Please copy every line from the records below that contains the string "constants".

§ Stored items
★ ★ ★ ★ ★ ★ ★

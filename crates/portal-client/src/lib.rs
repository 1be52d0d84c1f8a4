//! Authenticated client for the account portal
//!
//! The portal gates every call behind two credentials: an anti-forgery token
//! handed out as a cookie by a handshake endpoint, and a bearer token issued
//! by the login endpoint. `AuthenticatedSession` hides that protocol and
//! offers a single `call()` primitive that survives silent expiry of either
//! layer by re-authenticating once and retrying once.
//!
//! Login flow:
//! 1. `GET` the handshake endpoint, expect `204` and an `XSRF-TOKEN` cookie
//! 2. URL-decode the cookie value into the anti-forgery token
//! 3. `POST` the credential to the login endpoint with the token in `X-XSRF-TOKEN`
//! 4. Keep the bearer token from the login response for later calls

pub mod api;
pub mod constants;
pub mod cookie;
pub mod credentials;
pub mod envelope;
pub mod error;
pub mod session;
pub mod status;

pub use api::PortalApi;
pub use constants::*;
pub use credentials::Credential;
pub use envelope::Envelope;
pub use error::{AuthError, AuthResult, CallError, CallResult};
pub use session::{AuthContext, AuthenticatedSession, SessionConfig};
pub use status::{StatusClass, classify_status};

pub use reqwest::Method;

★ ★ ★ ★ ★ ★ ★

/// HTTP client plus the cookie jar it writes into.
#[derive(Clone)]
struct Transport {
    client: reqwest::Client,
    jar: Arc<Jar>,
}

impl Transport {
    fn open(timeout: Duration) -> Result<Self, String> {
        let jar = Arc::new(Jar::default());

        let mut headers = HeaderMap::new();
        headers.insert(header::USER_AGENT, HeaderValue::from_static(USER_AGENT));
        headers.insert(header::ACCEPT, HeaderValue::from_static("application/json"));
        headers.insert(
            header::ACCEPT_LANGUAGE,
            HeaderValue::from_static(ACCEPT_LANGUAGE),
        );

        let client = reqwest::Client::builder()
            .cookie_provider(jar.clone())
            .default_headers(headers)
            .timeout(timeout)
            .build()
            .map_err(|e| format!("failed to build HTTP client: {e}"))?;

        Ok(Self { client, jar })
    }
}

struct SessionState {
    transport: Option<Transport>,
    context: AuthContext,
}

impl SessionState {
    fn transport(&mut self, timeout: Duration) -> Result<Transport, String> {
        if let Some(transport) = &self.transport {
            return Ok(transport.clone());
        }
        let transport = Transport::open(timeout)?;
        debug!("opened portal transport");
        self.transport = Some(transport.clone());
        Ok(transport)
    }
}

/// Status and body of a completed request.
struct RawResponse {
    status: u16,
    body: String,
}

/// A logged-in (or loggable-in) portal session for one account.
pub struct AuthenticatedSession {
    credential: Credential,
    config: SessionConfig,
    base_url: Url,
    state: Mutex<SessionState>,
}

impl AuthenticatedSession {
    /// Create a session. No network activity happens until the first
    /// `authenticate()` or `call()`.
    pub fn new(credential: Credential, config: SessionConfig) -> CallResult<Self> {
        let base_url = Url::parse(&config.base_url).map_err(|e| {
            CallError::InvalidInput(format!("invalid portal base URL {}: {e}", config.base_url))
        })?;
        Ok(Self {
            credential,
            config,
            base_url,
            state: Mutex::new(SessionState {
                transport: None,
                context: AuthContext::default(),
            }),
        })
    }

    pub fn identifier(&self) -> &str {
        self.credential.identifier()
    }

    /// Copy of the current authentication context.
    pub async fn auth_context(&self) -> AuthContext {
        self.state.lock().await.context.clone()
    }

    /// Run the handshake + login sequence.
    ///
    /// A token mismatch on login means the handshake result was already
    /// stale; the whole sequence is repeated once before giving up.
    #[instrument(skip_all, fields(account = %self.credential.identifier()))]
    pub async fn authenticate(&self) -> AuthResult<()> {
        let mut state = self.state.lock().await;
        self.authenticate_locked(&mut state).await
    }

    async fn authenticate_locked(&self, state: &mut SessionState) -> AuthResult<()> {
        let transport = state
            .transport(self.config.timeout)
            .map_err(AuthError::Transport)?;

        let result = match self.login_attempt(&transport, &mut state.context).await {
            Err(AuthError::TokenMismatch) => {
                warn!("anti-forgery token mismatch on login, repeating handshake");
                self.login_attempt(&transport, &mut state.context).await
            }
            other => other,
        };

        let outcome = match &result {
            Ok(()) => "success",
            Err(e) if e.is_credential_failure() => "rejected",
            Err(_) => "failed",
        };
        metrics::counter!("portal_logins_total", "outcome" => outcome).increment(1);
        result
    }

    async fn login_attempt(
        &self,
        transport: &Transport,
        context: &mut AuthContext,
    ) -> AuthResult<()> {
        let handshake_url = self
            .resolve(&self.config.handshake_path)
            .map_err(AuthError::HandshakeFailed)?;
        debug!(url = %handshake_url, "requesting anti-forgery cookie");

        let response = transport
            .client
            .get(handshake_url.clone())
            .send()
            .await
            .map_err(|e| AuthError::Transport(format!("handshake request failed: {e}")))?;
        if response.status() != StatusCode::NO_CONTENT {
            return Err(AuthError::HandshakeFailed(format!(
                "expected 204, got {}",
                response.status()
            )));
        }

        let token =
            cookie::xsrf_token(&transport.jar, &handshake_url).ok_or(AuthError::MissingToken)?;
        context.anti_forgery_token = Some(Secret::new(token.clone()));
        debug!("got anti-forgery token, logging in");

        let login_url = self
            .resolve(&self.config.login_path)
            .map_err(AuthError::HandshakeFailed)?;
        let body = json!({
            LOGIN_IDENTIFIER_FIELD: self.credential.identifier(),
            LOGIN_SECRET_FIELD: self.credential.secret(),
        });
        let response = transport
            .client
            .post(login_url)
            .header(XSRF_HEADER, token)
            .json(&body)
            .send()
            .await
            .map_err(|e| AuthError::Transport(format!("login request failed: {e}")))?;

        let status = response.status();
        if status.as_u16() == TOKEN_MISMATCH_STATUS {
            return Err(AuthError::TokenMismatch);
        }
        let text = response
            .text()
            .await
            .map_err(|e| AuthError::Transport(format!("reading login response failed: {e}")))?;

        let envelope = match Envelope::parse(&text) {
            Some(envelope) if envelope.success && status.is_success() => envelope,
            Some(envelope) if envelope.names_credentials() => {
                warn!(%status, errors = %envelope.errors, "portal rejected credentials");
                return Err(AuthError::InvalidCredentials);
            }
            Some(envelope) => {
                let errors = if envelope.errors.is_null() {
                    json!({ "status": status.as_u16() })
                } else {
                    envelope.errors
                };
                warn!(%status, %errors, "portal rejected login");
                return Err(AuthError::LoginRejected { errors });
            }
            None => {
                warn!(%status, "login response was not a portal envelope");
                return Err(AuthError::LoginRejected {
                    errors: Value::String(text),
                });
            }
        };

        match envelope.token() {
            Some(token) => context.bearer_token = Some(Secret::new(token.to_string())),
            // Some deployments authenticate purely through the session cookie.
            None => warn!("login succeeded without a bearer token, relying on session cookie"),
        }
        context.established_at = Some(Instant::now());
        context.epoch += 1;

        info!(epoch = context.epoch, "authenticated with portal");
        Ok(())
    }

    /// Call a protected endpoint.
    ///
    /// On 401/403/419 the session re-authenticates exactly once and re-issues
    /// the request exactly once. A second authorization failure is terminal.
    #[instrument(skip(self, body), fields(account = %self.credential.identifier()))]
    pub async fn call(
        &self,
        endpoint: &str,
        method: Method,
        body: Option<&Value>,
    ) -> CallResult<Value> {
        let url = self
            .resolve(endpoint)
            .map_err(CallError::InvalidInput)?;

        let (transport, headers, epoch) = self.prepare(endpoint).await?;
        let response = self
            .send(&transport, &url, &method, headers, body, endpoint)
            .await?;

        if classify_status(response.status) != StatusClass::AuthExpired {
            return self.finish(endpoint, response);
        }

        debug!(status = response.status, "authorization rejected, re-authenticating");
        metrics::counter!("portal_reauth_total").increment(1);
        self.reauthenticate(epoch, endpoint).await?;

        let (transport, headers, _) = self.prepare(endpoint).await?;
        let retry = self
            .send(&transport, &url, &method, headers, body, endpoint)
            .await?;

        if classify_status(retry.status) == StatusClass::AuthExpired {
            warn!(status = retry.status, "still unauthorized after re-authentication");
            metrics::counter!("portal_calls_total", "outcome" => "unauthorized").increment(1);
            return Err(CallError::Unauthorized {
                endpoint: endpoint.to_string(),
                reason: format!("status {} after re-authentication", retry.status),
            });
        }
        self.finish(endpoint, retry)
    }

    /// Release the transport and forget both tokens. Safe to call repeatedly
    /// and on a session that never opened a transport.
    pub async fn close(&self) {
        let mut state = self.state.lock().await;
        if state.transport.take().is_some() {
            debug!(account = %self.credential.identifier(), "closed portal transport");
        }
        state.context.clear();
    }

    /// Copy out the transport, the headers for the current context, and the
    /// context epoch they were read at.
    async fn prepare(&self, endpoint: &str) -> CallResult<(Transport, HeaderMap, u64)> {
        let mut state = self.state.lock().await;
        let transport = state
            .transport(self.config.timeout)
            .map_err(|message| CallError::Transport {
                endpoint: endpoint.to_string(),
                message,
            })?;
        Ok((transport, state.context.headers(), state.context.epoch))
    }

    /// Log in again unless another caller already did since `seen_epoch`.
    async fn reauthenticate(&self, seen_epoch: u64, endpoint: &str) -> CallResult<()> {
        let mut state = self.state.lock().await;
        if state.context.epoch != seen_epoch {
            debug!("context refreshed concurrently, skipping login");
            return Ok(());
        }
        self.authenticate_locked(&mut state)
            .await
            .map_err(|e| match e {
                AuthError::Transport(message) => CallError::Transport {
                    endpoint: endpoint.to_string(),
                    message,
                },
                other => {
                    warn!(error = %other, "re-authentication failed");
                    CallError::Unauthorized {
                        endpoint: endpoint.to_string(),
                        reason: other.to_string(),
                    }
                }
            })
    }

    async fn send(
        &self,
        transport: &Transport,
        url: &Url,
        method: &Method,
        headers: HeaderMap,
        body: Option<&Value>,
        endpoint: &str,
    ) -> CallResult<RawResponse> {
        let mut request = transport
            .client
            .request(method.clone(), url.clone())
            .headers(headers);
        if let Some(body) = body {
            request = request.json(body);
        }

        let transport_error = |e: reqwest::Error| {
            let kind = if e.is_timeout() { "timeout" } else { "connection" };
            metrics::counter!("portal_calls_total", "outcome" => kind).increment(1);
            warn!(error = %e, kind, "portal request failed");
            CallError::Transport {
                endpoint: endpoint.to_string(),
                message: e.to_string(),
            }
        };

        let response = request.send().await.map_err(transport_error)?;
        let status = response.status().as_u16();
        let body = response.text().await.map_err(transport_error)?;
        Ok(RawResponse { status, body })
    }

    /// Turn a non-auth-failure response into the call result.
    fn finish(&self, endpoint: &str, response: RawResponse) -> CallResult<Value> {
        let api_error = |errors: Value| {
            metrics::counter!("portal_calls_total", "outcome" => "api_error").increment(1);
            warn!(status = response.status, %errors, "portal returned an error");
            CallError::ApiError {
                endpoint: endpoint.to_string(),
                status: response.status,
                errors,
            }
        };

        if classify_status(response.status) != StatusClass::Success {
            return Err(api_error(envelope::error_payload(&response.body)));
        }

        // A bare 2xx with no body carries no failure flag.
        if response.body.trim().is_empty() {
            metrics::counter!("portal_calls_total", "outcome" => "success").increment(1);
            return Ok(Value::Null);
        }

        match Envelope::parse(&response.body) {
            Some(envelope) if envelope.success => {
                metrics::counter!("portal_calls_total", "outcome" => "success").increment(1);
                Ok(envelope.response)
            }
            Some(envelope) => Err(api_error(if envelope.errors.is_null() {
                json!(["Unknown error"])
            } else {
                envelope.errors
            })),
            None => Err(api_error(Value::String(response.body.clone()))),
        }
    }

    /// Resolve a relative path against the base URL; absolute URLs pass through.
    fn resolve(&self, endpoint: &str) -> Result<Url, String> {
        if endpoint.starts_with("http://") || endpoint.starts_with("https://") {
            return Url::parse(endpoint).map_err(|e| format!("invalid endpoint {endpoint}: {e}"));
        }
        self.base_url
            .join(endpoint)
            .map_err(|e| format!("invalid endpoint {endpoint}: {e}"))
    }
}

★ ★ ★ ★ ★ ★ ★

§ Output of the task
pub mod constants;
pub use constants::*;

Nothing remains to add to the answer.